BlockはManagerbotがチャットボットではないと言う――それは会社のAI戦略全体を複利で増幅させるビジネスの守護者だ

アヴェは、Managerbotが、エンタープライズソフトウェアの世界で広がっているチャットボット兼アドバイザーのモデルとは、本質的に別の何かを表していると、強く主張した。「多くの人が、アドバイザーとしてチャットボットを作っています――質問に答えることができます。でも私たちが本当にManagerbotにしたいのは、あなたのビジネスの“守護者”になることです。これはトレンドを見つけることです。あなたが見落としているかもしれないものを見抜くことです。ビジネスを回し、行動するのを助けることなんです。」

また彼は、エージェントモデルが、従来のソフトウェアでは太刀打ちできない形でBlockの開発スピードを増幅(複利で加速)させるとも論じた。「大きなWeb 2.0のUIを作るよりも、Managerbotに能力を追加するほうがずっと単純です」とアヴェは言った。「より多くの能力、より多くの機能、より多くの価値を販売者に届けられるなら、システム全体が増幅していきます。
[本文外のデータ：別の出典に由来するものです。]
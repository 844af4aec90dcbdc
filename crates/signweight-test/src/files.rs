//! Scenario fixtures written to disk, for tests that go through the loaders.

use std::fs;
use std::io;
use std::path::{Path, PathBuf};

use crate::corpora::SCENARIO;

/// Paths of the tables written by [`write_scenario`].
#[derive(Debug, Clone)]
pub struct ScenarioFiles {
    pub corpus: PathBuf,
    pub compounds: PathBuf,
    pub modifiers: PathBuf,
}

/// Compound 905 decomposes into 3 and 1.
pub const COMPOUNDS_TSV: &str = "compound_id\tcomponents\n905\t3 1\n";

/// Sign 2 is a modifier.
pub const MODIFIERS_TSV: &str = "modifier_id\n2\n";

/// Scenario corpus as TSV with an `inscr_id`/`sign_seq` header.
pub fn scenario_tsv() -> String {
    let mut out = String::from("inscr_id\tsign_seq\n");
    for (i, signs) in SCENARIO.iter().enumerate() {
        let signs: Vec<String> = signs.iter().map(u32::to_string).collect();
        out.push_str(&format!("I-{}\t{}\n", i + 1, signs.join(" ")));
    }
    out
}

/// Writes the corpus, compound and modifier tables into `dir`.
pub fn write_scenario(dir: &Path) -> io::Result<ScenarioFiles> {
    let files = ScenarioFiles {
        corpus: dir.join("corpus.tsv"),
        compounds: dir.join("compounds.tsv"),
        modifiers: dir.join("modifiers.tsv"),
    };
    fs::write(&files.corpus, scenario_tsv())?;
    fs::write(&files.compounds, COMPOUNDS_TSV)?;
    fs::write(&files.modifiers, MODIFIERS_TSV)?;
    Ok(files)
}
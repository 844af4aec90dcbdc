//! Error types for SignWeight

use thiserror::Error;

/// Main error type for SignWeight operations
#[derive(Debug, Error)]
pub enum SignWeightError {
    /// Error in weight configuration
    #[error("Configuration error: {0}")]
    Config(String),

    /// Corpus could not be loaded
    #[error("Corpus error: {0}")]
    Corpus(String),

    /// Solver failed for a reason other than the problem itself
    #[error("Solver error: {0}")]
    Solver(String),

    /// Filesystem error while reading inputs or writing the weight map
    #[error("IO error: {0}")]
    Io(#[from] std::io::Error),

    /// Internal error (should not occur in normal operation)
    #[error("Internal error: {0}")]
    Internal(String),
}

/// A tabular row that could not be turned into an inscription or table entry.
///
/// Malformed rows are skipped and collected, never fatal to a load.
#[derive(Debug, Clone, PartialEq, Eq, Error)]
#[error("line {line}: {reason}")]
pub struct MalformedRowError {
    /// 1-based line number in the source text.
    pub line: usize,
    /// What was wrong with the row.
    pub reason: String,
}

impl MalformedRowError {
    pub fn new(line: usize, reason: impl Into<String>) -> Self {
        Self {
            line,
            reason: reason.into(),
        }
    }
}

/// Result type alias for SignWeight operations
pub type Result<T> = std::result::Result<T, SignWeightError>;
//! In-memory raster tiles and their pixel layout.
//!
//! Samples are held as `f64` in pixel-interleaved order regardless of the
//! declared [`SampleType`]; the type only drives no-data defaults, value
//! ranges and rounding when values are synthesized (blending, conversion).

use mosaic_common::PixelBounds;
use serde::{Deserialize, Serialize};
use std::sync::Arc;

/// Storage type of a band's samples.
#[derive(Debug, Clone, Copy, PartialEq, Eq, Hash, Serialize, Deserialize)]
#[serde(rename_all = "lowercase")]
pub enum SampleType {
    U8,
    U16,
    I16,
    I32,
    F32,
    F64,
}

impl SampleType {
    pub fn is_floating(&self) -> bool {
        matches!(self, SampleType::F32 | SampleType::F64)
    }

    /// Value representing "no coverage": NaN for floats, the minimum for
    /// signed integers, zero for unsigned.
    pub fn default_no_data(&self) -> f64 {
        match self {
            SampleType::U8 | SampleType::U16 => 0.0,
            SampleType::I16 => i16::MIN as f64,
            SampleType::I32 => i32::MIN as f64,
            SampleType::F32 | SampleType::F64 => f64::NAN,
        }
    }

    /// Representable value range.
    pub fn range(&self) -> (f64, f64) {
        match self {
            SampleType::U8 => (0.0, u8::MAX as f64),
            SampleType::U16 => (0.0, u16::MAX as f64),
            SampleType::I16 => (i16::MIN as f64, i16::MAX as f64),
            SampleType::I32 => (i32::MIN as f64, i32::MAX as f64),
            SampleType::F32 => (f32::MIN as f64, f32::MAX as f64),
            SampleType::F64 => (f64::MIN, f64::MAX),
        }
    }

    /// Bring a computed value into this type: integers are rounded and
    /// clamped, floats pass through.
    pub fn conform(&self, value: f64) -> f64 {
        if self.is_floating() || value.is_nan() {
            return value;
        }
        let (lo, hi) = self.range();
        value.round().clamp(lo, hi)
    }

    pub fn as_str(&self) -> &'static str {
        match self {
            SampleType::U8 => "uint8",
            SampleType::U16 => "uint16",
            SampleType::I16 => "int16",
            SampleType::I32 => "int32",
            SampleType::F32 => "float32",
            SampleType::F64 => "float64",
        }
    }
}

impl std::fmt::Display for SampleType {
    fn fmt(&self, f: &mut std::fmt::Formatter<'_>) -> std::fmt::Result {
        write!(f, "{}", self.as_str())
    }
}

/// RGBA color lookup table for index-color rasters.
#[derive(Debug, Clone, PartialEq, Eq)]
pub struct Palette {
    pub entries: Vec<[u8; 4]>,
}

impl Palette {
    pub fn new(entries: Vec<[u8; 4]>) -> Self {
        Self { entries }
    }

    /// Color for an index; out-of-table indices map to transparent black.
    pub fn lookup(&self, index: f64) -> [u8; 4] {
        if index.is_nan() || index < 0.0 {
            return [0, 0, 0, 0];
        }
        self.entries
            .get(index as usize)
            .copied()
            .unwrap_or([0, 0, 0, 0])
    }
}

/// How band values map to color.
#[derive(Debug, Clone, PartialEq)]
pub enum ColorModel {
    /// Each band is a component (gray, RGB, RGBA or arbitrary data bands).
    Component,
    /// Single band of palette indices.
    Indexed(Arc<Palette>),
}

impl ColorModel {
    pub fn palette(&self) -> Option<&Arc<Palette>> {
        match self {
            ColorModel::Indexed(p) => Some(p),
            ColorModel::Component => None,
        }
    }
}

/// Per-band color meaning reported with a response.
#[derive(Debug, Clone, Copy, PartialEq, Eq, Serialize, Deserialize)]
pub enum ColorInterpretation {
    Gray,
    Red,
    Green,
    Blue,
    Alpha,
    Palette,
    Undefined,
}

impl ColorInterpretation {
    /// Interpretation of every band of a layout.
    pub fn for_layout(layout: &PixelLayout) -> Vec<ColorInterpretation> {
        use ColorInterpretation as C;
        match (&layout.color_model, layout.bands) {
            (ColorModel::Indexed(_), _) => vec![C::Palette],
            (ColorModel::Component, 1) => vec![C::Gray],
            (ColorModel::Component, 2) => vec![C::Gray, C::Alpha],
            (ColorModel::Component, 3) => vec![C::Red, C::Green, C::Blue],
            (ColorModel::Component, 4) => vec![C::Red, C::Green, C::Blue, C::Alpha],
            (ColorModel::Component, n) => vec![C::Undefined; n],
        }
    }
}

/// Pixel format shared by all tiles of one composite.
#[derive(Debug, Clone, PartialEq)]
pub struct PixelLayout {
    pub sample_type: SampleType,
    pub bands: usize,
    pub color_model: ColorModel,
}

impl PixelLayout {
    pub fn component(sample_type: SampleType, bands: usize) -> Self {
        Self {
            sample_type,
            bands,
            color_model: ColorModel::Component,
        }
    }

    pub fn is_indexed(&self) -> bool {
        matches!(self.color_model, ColorModel::Indexed(_))
    }
}

/// A rectangular block of pixels.
#[derive(Debug, Clone, PartialEq)]
pub struct Raster {
    pub width: usize,
    pub height: usize,
    pub layout: PixelLayout,
    /// Pixel-interleaved samples, `width * height * bands` long.
    pub data: Vec<f64>,
}

impl Raster {
    /// Raster with every pixel set to `values` (one per band).
    pub fn filled(width: usize, height: usize, layout: PixelLayout, values: &[f64]) -> Self {
        let bands = layout.bands;
        let mut data = Vec::with_capacity(width * height * bands);
        for _ in 0..width * height {
            for band in 0..bands {
                data.push(values.get(band).copied().unwrap_or(f64::NAN));
            }
        }
        Self {
            width,
            height,
            layout,
            data,
        }
    }

    /// Build from raw samples. Returns `None` if the length does not match.
    pub fn from_data(
        width: usize,
        height: usize,
        layout: PixelLayout,
        data: Vec<f64>,
    ) -> Option<Self> {
        if data.len() != width * height * layout.bands {
            return None;
        }
        Some(Self {
            width,
            height,
            layout,
            data,
        })
    }

    pub fn bands(&self) -> usize {
        self.layout.bands
    }

    fn offset(&self, col: usize, row: usize) -> usize {
        (row * self.width + col) * self.layout.bands
    }

    /// All band values of one pixel.
    pub fn pixel(&self, col: usize, row: usize) -> &[f64] {
        let start = self.offset(col, row);
        &self.data[start..start + self.layout.bands]
    }

    pub fn pixel_mut(&mut self, col: usize, row: usize) -> &mut [f64] {
        let start = self.offset(col, row);
        let bands = self.layout.bands;
        &mut self.data[start..start + bands]
    }

    pub fn get(&self, col: usize, row: usize, band: usize) -> f64 {
        self.data[self.offset(col, row) + band]
    }

    /// Copy out a sub-rectangle, `None` if it is not fully inside.
    pub fn crop(&self, region: &PixelBounds) -> Option<Raster> {
        if region.x < 0
            || region.y < 0
            || region.max_x() > self.width as i64
            || region.max_y() > self.height as i64
        {
            return None;
        }
        let (x0, y0) = (region.x as usize, region.y as usize);
        let mut data = Vec::with_capacity(region.area() * self.layout.bands);
        for row in y0..y0 + region.height {
            let start = self.offset(x0, row);
            let end = start + region.width * self.layout.bands;
            data.extend_from_slice(&self.data[start..end]);
        }
        Some(Raster {
            width: region.width,
            height: region.height,
            layout: self.layout.clone(),
            data,
        })
    }
}

/// Single-band 8-bit coverage mask; 0 is fully transparent.
#[derive(Debug, Clone, PartialEq, Eq)]
pub struct AlphaMask {
    pub width: usize,
    pub height: usize,
    pub data: Vec<u8>,
}

impl AlphaMask {
    pub fn opaque(width: usize, height: usize) -> Self {
        Self {
            width,
            height,
            data: vec![u8::MAX; width * height],
        }
    }

    pub fn get(&self, col: usize, row: usize) -> u8 {
        self.data[row * self.width + col]
    }

    pub fn set(&mut self, col: usize, row: usize, value: u8) {
        self.data[row * self.width + col] = value;
    }
}
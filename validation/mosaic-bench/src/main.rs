//! Benchmark CLI for the raster mosaic engine.

use clap::{Parser, Subcommand};
use mosaic_common::{BoundingBox, TimeSelection};
use mosaic_core::{OverviewPolicy, ReadRequest, ResolutionLevel};
use std::path::PathBuf;
use tracing_subscriber::EnvFilter;

#[derive(Parser)]
#[command(name = "mosaic-bench")]
#[command(about = "Benchmark and consistency checker for raster mosaics", long_about = None)]
struct Cli {
    #[command(subcommand)]
    command: Commands,
}

#[derive(Subcommand)]
enum Commands {
    /// Run a benchmark, from a scenario file or command-line settings
    Run {
        /// Path to scenario JSON file
        #[arg(short, long)]
        scenario: Option<PathBuf>,

        /// Build an NxN granule grid
        #[arg(short, long)]
        granules: Option<usize>,

        /// Number of reads
        #[arg(short, long)]
        requests: Option<u64>,

        /// Override concurrency level
        #[arg(short, long)]
        concurrency: Option<usize>,

        /// Granule loads in flight per read
        #[arg(short, long)]
        workers: Option<usize>,

        /// Run granule loads inline instead of on the worker pool
        #[arg(long)]
        inline: bool,

        /// RNG seed for reproducible runs
        #[arg(long)]
        seed: Option<u64>,

        /// Skip the pooled vs inline comparison after the run
        #[arg(long)]
        skip_verify: bool,

        /// Output format: table (default), json, csv
        #[arg(short, long, default_value = "table")]
        output: String,
    },

    /// Compare pooled and inline execution on the same requests
    Verify {
        /// Path to scenario JSON file
        #[arg(short, long)]
        scenario: Option<PathBuf>,

        /// Number of reads
        #[arg(short, long, default_value = "100")]
        requests: u64,

        /// RNG seed
        #[arg(long, default_value = "1")]
        seed: u64,
    },

    /// Issue one read against the scenario mosaic and describe the result
    Read {
        /// Path to scenario JSON file
        #[arg(short, long)]
        scenario: Option<PathBuf>,

        /// Request box as min_x,min_y,max_x,max_y
        #[arg(short, long)]
        bbox: String,

        /// Output width and height in pixels; native resolution when omitted
        #[arg(long, num_args = 2, value_names = ["WIDTH", "HEIGHT"])]
        size: Option<Vec<usize>>,

        /// Time slice (ISO-8601, or "latest")
        #[arg(short, long)]
        time: Option<String>,

        /// Overview policy: ignore, nearest, quality, speed
        #[arg(short, long)]
        policy: Option<String>,

        /// Blend overlapping granules instead of overlaying them
        #[arg(long)]
        blend: bool,
    },

    /// Show the level each overview policy picks
    Levels {
        /// Level resolutions, finest first (comma separated)
        #[arg(short, long, value_delimiter = ',', default_value = "1,2,4,8")]
        levels: Vec<f64>,

        /// Requested resolutions (comma separated)
        #[arg(short, long, value_delimiter = ',', default_value = "0.5,1,1.5,3,5,16")]
        requested: Vec<f64>,
    },
}

fn load_config(scenario: Option<PathBuf>) -> anyhow::Result<mosaic_bench::BenchConfig> {
    match scenario {
        Some(path) => {
            println!("Loading scenario: {}", path.display());
            mosaic_bench::BenchConfig::from_file(&path)
        }
        None => Ok(mosaic_bench::BenchConfig::default()),
    }
}

fn print_verify_report(report: &mosaic_bench::VerifyReport) -> anyhow::Result<()> {
    println!(
        "Compared {} reads ({} empty): {} mismatches",
        report.requests,
        report.empty,
        report.mismatches.len()
    );
    for mismatch in &report.mismatches {
        println!("  {}", mismatch);
    }
    if !report.mismatches.is_empty() {
        anyhow::bail!("pooled and inline execution disagree");
    }
    Ok(())
}

#[tokio::main]
async fn main() -> anyhow::Result<()> {
    tracing_subscriber::fmt()
        .with_env_filter(
            EnvFilter::try_from_default_env().unwrap_or_else(|_| EnvFilter::new("info")),
        )
        .with_target(false)
        .init();

    let cli = Cli::parse();

    match cli.command {
        Commands::Run {
            scenario,
            granules,
            requests,
            concurrency,
            workers,
            inline,
            seed,
            skip_verify,
            output,
        } => {
            let mut config = load_config(scenario)?;

            // Apply overrides
            if let Some(n) = granules {
                config.grid_cols = n;
                config.grid_rows = n;
            }
            if let Some(r) = requests {
                config.requests = r;
            }
            if let Some(c) = concurrency {
                config.concurrency = c;
            }
            if let Some(w) = workers {
                config.workers = w;
            }
            if inline {
                config.pooling = false;
            }
            if seed.is_some() {
                config.seed = seed;
            }

            config.validate()?;

            println!("✓ Configuration loaded successfully");
            println!("  Name: {}", config.name);
            println!(
                "  Grid: {}x{} granules of {}px",
                config.grid_cols, config.grid_rows, config.granule_size
            );
            println!("  Overviews: {:?}", config.overviews);
            println!("  Requests: {}", config.requests);
            println!("  Concurrency: {}", config.concurrency);
            println!();

            let runner = mosaic_bench::BenchRunner::new(config);
            let results = runner.run().await?;
            let verification = if skip_verify {
                None
            } else {
                Some(runner.verify().await?)
            };

            match output.as_str() {
                "json" => {
                    println!("{}", mosaic_bench::ResultsReport::format_json(&results)?);
                }
                "csv" => {
                    println!("{}", mosaic_bench::ResultsReport::csv_header());
                    println!("{}", mosaic_bench::ResultsReport::format_csv(&results));
                }
                _ => {
                    println!("{}", mosaic_bench::ResultsReport::format_table(&results));
                }
            }

            match verification {
                Some(report) => print_verify_report(&report),
                None => Ok(()),
            }
        }
        Commands::Verify {
            scenario,
            requests,
            seed,
        } => {
            let mut config = load_config(scenario)?;
            config.requests = requests;
            config.seed = Some(seed);
            config.validate()?;

            let report = mosaic_bench::BenchRunner::new(config).verify().await?;
            print_verify_report(&report)
        }
        Commands::Read {
            scenario,
            bbox,
            size,
            time,
            policy,
            blend,
        } => {
            let config = load_config(scenario)?;
            config.validate()?;

            let mut request = ReadRequest::new(BoundingBox::from_bbox_string(&bbox)?);
            if let Some(&[width, height]) = size.as_deref() {
                request = request.with_size(width, height);
            }
            if let Some(time) = time {
                request = request.with_time(TimeSelection::parse(&time)?);
            }
            if let Some(policy) = policy {
                request = request.with_policy(OverviewPolicy::from_str(&policy));
            }
            if blend {
                request = request.blended();
            }

            let outcome = mosaic_bench::BenchRunner::new(config)
                .read_once(&request)
                .await?;
            println!("{}", mosaic_bench::ResultsReport::format_read(&outcome));
            Ok(())
        }
        Commands::Levels { levels, requested } => {
            let levels: Vec<ResolutionLevel> =
                levels.into_iter().map(ResolutionLevel::square).collect();
            println!(
                "{}",
                mosaic_bench::ResultsReport::format_levels(&levels, &requested)
            );
            Ok(())
        }
    }
}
」

その“増幅”が実現するか、そして販売者が最終的にManagerbotを信頼できる守護者として体験するのか、それとも洗練されたアップセルのエンジンとして体験するのか――それによって、Blockの未来の多くが決まるだろう。同社は、AIエージェントなら、人間をループの中により少なくしても、より多くの価値を提供できるという確信に賭けてきた。企業としてのアイデンティティ、人員構成、そしてウォール街向けの物語のすべてが、その信念に結びついている。Managerbotは、その約束の重みをすべて背負う最初の製品だ。そして、Squareの端末で店を開け続け、紙ナプキンでシフトをやりくりし、マーケティングは時間がないから見送っている――日中の時間が足りないからだ――小規模事業のオーナーたちは、シリコンバレーで最も大胆なAIという主張の“テストケース”になりたいと思っていたわけではない。しかし、現時点では、彼らはそうなっている。